There is a still point within each of us. The more we tap into that still point, and especially if we access it on a daily basis, the calmer, more peaceful, less anxious, more loving and more focused we will feel. Having a daily practice of silence, just resting in God’s arms as in Centering Prayer, or meditating, creates over time a container within that can hold whatever happens in our lives with more equanimity. It’s not that there is no suffering or pain, no deadlines or challenges, but the container helps us hold the problems and the suffering and the solutions without getting so emotionally hooked into the unfairness, or the anger that we have to endure “this,” or whatever emotion that is evoked in us by the surface problems.

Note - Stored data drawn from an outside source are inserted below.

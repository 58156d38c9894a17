//! Assessment error types.
//!
//! Grading and recommendation never fail on malformed answers or content;
//! these errors cover rejected preconditions and placement session misuse.

use thiserror::Error;

/// Errors surfaced synchronously by the assessment core.
#[derive(Debug, Error, Clone, PartialEq)]
pub enum AssessmentError {
    /// Scoring was requested for an assessment with zero items.
    #[error("assessment '{0}' has no items")]
    EmptyAssessment(String),

    /// The grade band is not one of the known bands.
    #[error("unknown grade band: {0}")]
    UnknownGradeBand(String),

    /// Other rejected caller input.
    #[error("invalid input: {0}")]
    InvalidInput(String),

    /// The placement session does not exist or has expired.
    #[error("placement session not found or expired: {0}")]
    SessionNotFound(String),

    /// `finalize` was already called for this placement session.
    #[error("placement session already finalized: {0}")]
    AlreadyFinalized(String),

    /// The placement session already holds an assessment result.
    #[error("placement session already has a recorded result: {0}")]
    ResultAlreadyRecorded(String),
}

impl AssessmentError {
    /// Returns `true` for caller input errors (the validation family).
    pub fn is_validation(&self) -> bool {
        matches!(
            self,
            AssessmentError::EmptyAssessment(_)
                | AssessmentError::UnknownGradeBand(_)
                | AssessmentError::InvalidInput(_)
        )
    }

    /// Returns `true` if the error concerns a placement session's lifecycle.
    pub fn is_session_error(&self) -> bool {
        matches!(
            self,
            AssessmentError::SessionNotFound(_)
                | AssessmentError::AlreadyFinalized(_)
                | AssessmentError::ResultAlreadyRecorded(_)
        )
    }
}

Identifying with the still point, connecting deeply to God, allows us to step back from what is happening and see it more clearly. We can ask helpful questions: Do I have some responsibility here or does this belong to someone else? Then we only take on what is ours. We can see the emotions happening in us, but not so engaged with them.  We can say “there is fear here,” but not “I am afraid.” We are less identified with what is happening and more identified at the still point where we won’t be so buffeted by any changes. We can also engage with God in solutions through prayer and intention. We can stay present with what is happening rather than be so overwhelmed that we want to run away from life.

Living more deeply into our lives brings a satisfaction that is never met by having more and more money and more and better things. There is no substitute for aligning ourselves with the whole of our created selves and our purpose and meaning.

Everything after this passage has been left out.